Exercise -> Copy whichever lines of the data hold the word "impl".

Data shown ->
════════════════════
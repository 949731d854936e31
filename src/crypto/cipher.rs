//! Chunked authenticated symmetric encryption.
//!
//! Every value deaddrop stores, locally or on public infrastructure, passes
//! through the cipher in this module. Input is partitioned into fixed-size
//! chunks and each chunk is sealed independently with XSalsa20-Poly1305
//! (SecretBox semantics): the output for a chunk is the literal concatenation
//! `nonce(24) || ciphertext || tag(16)`, so every chunk carries 40 bytes of
//! overhead.
//!
//! Replay of a ciphertext under the same key succeeds structurally; freshness
//! is enforced at the rendezvous layer, not here.

use crate::crypto::KEY_LENGTH;
use crate::error::{DeaddropError, Result};
use crypto_secretbox::{
    aead::{Aead, KeyInit},
    Key, Nonce, XSalsa20Poly1305,
};
use rand::{rngs::OsRng, RngCore};
use serde::{Deserialize, Serialize};
use std::time::{SystemTime, UNIX_EPOCH};

/// Default size of a plaintext chunk in bytes.
pub const DEFAULT_CHUNK_SIZE: usize = 16000;

/// Length in bytes of a SecretBox nonce.
pub const NONCE_LENGTH: usize = 24;

/// Length in bytes of a Poly1305 authentication tag.
const TAG_LENGTH: usize = 16;

/// Per-chunk ciphertext overhead: nonce plus authentication tag.
pub const CHUNK_OVERHEAD: usize = NONCE_LENGTH + TAG_LENGTH;

/// Nonce generation policy for a cipher.
#[derive(Debug, Clone, Copy, PartialEq, Eq, Default)]
pub enum NoncePolicy {
    /// 24 bytes straight from the CSPRNG.
    #[default]
    Random,
    /// First 4 bytes are the current Unix seconds (u32 little-endian), the
    /// remaining 20 bytes come from the CSPRNG. Prefixing time series data
    /// steps around the (unlikely) birthday collision on pure random nonces
    /// for long-lived keys.
    TimeSeries,
}

/// Cipher type enumeration, stable across the wire.
#[derive(Debug, Clone, Copy, PartialEq, Eq, Serialize, Deserialize)]
#[serde(try_from = "u8", into = "u8")]
pub enum CipherKind {
    /// XSalsa20-Poly1305 SecretBox.
    SecretBox,
}

impl From<CipherKind> for u8 {
    fn from(kind: CipherKind) -> Self {
        match kind {
            CipherKind::SecretBox => 0,
        }
    }
}

impl TryFrom<u8> for CipherKind {
    type Error = String;

    fn try_from(value: u8) -> std::result::Result<Self, Self::Error> {
        match value {
            0 => Ok(CipherKind::SecretBox),
            other => Err(format!("unknown cipher type {other}")),
        }
    }
}

/// Cipher settings shared with a peer during handshake.
#[derive(Debug, Clone, Serialize, Deserialize)]
pub struct PeerCipher {
    #[serde(rename = "type")]
    pub kind: CipherKind,
    #[serde(default, skip_serializing_if = "Option::is_none")]
    pub chunk_size: Option<usize>,
}

/// Cipher settings persisted in local configuration.
#[derive(Debug, Clone, Serialize, Deserialize)]
pub struct CipherConfig {
    pub kind: CipherKind,
    pub chunk_size: usize,
}

/// The SecretBox chunked cipher.
#[derive(Debug, Clone, Copy, PartialEq, Eq)]
pub struct SecretBoxCipher {
    pub nonce: NoncePolicy,
    pub chunk_size: usize,
}

impl SecretBoxCipher {
    /// Creates a cipher with an explicit nonce policy and chunk size.
    pub fn new(nonce: NoncePolicy, chunk_size: usize) -> Self {
        Self { nonce, chunk_size }
    }

    /// Random-nonce cipher with the default chunk size.
    pub fn random() -> Self {
        Self::new(NoncePolicy::Random, DEFAULT_CHUNK_SIZE)
    }

    /// Time-series-nonce cipher with the default chunk size.
    pub fn time_series() -> Self {
        Self::new(NoncePolicy::TimeSeries, DEFAULT_CHUNK_SIZE)
    }

    /// Encrypts `data` under `key`, sealing each chunk with a fresh nonce.
    pub fn encrypt(&self, data: &[u8], key: &[u8]) -> Result<Vec<u8>> {
        if key.len() != KEY_LENGTH {
            return Err(DeaddropError::BadKeyLength);
        }
        if self.chunk_size == 0 {
            return Err(DeaddropError::config("chunk size must be greater than zero"));
        }

        let cipher = XSalsa20Poly1305::new(Key::from_slice(key));
        let chunks = data.len().div_ceil(self.chunk_size);
        let mut encrypted = Vec::with_capacity(data.len() + chunks * CHUNK_OVERHEAD);

        for chunk in data.chunks(self.chunk_size) {
            let nonce = self.gen_nonce();
            let sealed = cipher
                .encrypt(Nonce::from_slice(&nonce), chunk)
                .map_err(|_| DeaddropError::crypto("chunk encryption failed"))?;
            encrypted.extend_from_slice(&nonce);
            encrypted.extend_from_slice(&sealed);
        }
        Ok(encrypted)
    }

    /// Decrypts `data` under `key`.
    ///
    /// Input is partitioned into chunks of `chunk_size + 40` bytes (the last
    /// may be shorter); any authentication failure fails the whole operation.
    pub fn decrypt(&self, data: &[u8], key: &[u8]) -> Result<Vec<u8>> {
        if key.len() != KEY_LENGTH {
            return Err(DeaddropError::BadKeyLength);
        }
        if self.chunk_size == 0 {
            return Err(DeaddropError::config("chunk size must be greater than zero"));
        }

        let cipher = XSalsa20Poly1305::new(Key::from_slice(key));
        let mut decrypted = Vec::with_capacity(data.len());

        for chunk in data.chunks(self.chunk_size + CHUNK_OVERHEAD) {
            if chunk.len() < CHUNK_OVERHEAD {
                return Err(DeaddropError::DecryptAuthFailed);
            }
            let (nonce, sealed) = chunk.split_at(NONCE_LENGTH);
            let plain = cipher
                .decrypt(Nonce::from_slice(nonce), sealed)
                .map_err(|_| DeaddropError::DecryptAuthFailed)?;
            decrypted.extend_from_slice(&plain);
        }
        Ok(decrypted)
    }

    /// Generates a nonce according to the configured policy.
    fn gen_nonce(&self) -> [u8; NONCE_LENGTH] {
        let mut nonce = [0u8; NONCE_LENGTH];
        OsRng.fill_bytes(&mut nonce);
        if self.nonce == NoncePolicy::TimeSeries {
            let secs = SystemTime::now()
                .duration_since(UNIX_EPOCH)
                .map(|d| d.as_secs() as u32)
                .unwrap_or_default();
            nonce[..4].copy_from_slice(&secs.to_le_bytes());
        }
        nonce
    }
}

/// A configured cipher, dispatching to its variant.
#[derive(Debug, Clone, Copy, PartialEq, Eq)]
pub enum Cipher {
    SecretBox(SecretBoxCipher),
}

impl Cipher {
    /// The default publishing cipher: random nonces, default chunk size.
    pub fn default_cipher() -> Self {
        Cipher::SecretBox(SecretBoxCipher::random())
    }

    /// The session-storage cipher: time-series nonces, default chunk size.
    pub fn time_series() -> Self {
        Cipher::SecretBox(SecretBoxCipher::time_series())
    }

    /// Rebuilds a cipher from settings shared by a peer.
    pub fn from_peer(config: &PeerCipher) -> Result<Self> {
        match config.kind {
            CipherKind::SecretBox => Ok(Cipher::SecretBox(SecretBoxCipher::new(
                NoncePolicy::Random,
                config.chunk_size.unwrap_or(DEFAULT_CHUNK_SIZE),
            ))),
        }
    }

    /// Rebuilds a cipher from locally persisted settings.
    pub fn from_config(config: &CipherConfig) -> Result<Self> {
        match config.kind {
            CipherKind::SecretBox => Ok(Cipher::SecretBox(SecretBoxCipher::new(
                NoncePolicy::Random,
                config.chunk_size,
            ))),
        }
    }

    /// Returns the cipher variant tag.
    pub fn kind(&self) -> CipherKind {
        match self {
            Cipher::SecretBox(_) => CipherKind::SecretBox,
        }
    }

    pub fn encrypt(&self, data: &[u8], key: &[u8]) -> Result<Vec<u8>> {
        match self {
            Cipher::SecretBox(c) => c.encrypt(data, key),
        }
    }

    pub fn decrypt(&self, data: &[u8], key: &[u8]) -> Result<Vec<u8>> {
        match self {
            Cipher::SecretBox(c) => c.decrypt(data, key),
        }
    }

    /// Settings shared with a peer during handshake.
    pub fn share(&self) -> Result<PeerCipher> {
        Ok(PeerCipher {
            kind: self.kind(),
            chunk_size: Some(DEFAULT_CHUNK_SIZE),
        })
    }

    /// Settings persisted in local configuration.
    pub fn export(&self) -> Result<CipherConfig> {
        Ok(CipherConfig {
            kind: self.kind(),
            chunk_size: DEFAULT_CHUNK_SIZE,
        })
    }
}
════════════════════
Solution for this problem ->
impl From<CipherKind> for u8 {
impl TryFrom<u8> for CipherKind {
impl SecretBoxCipher {
impl Cipher {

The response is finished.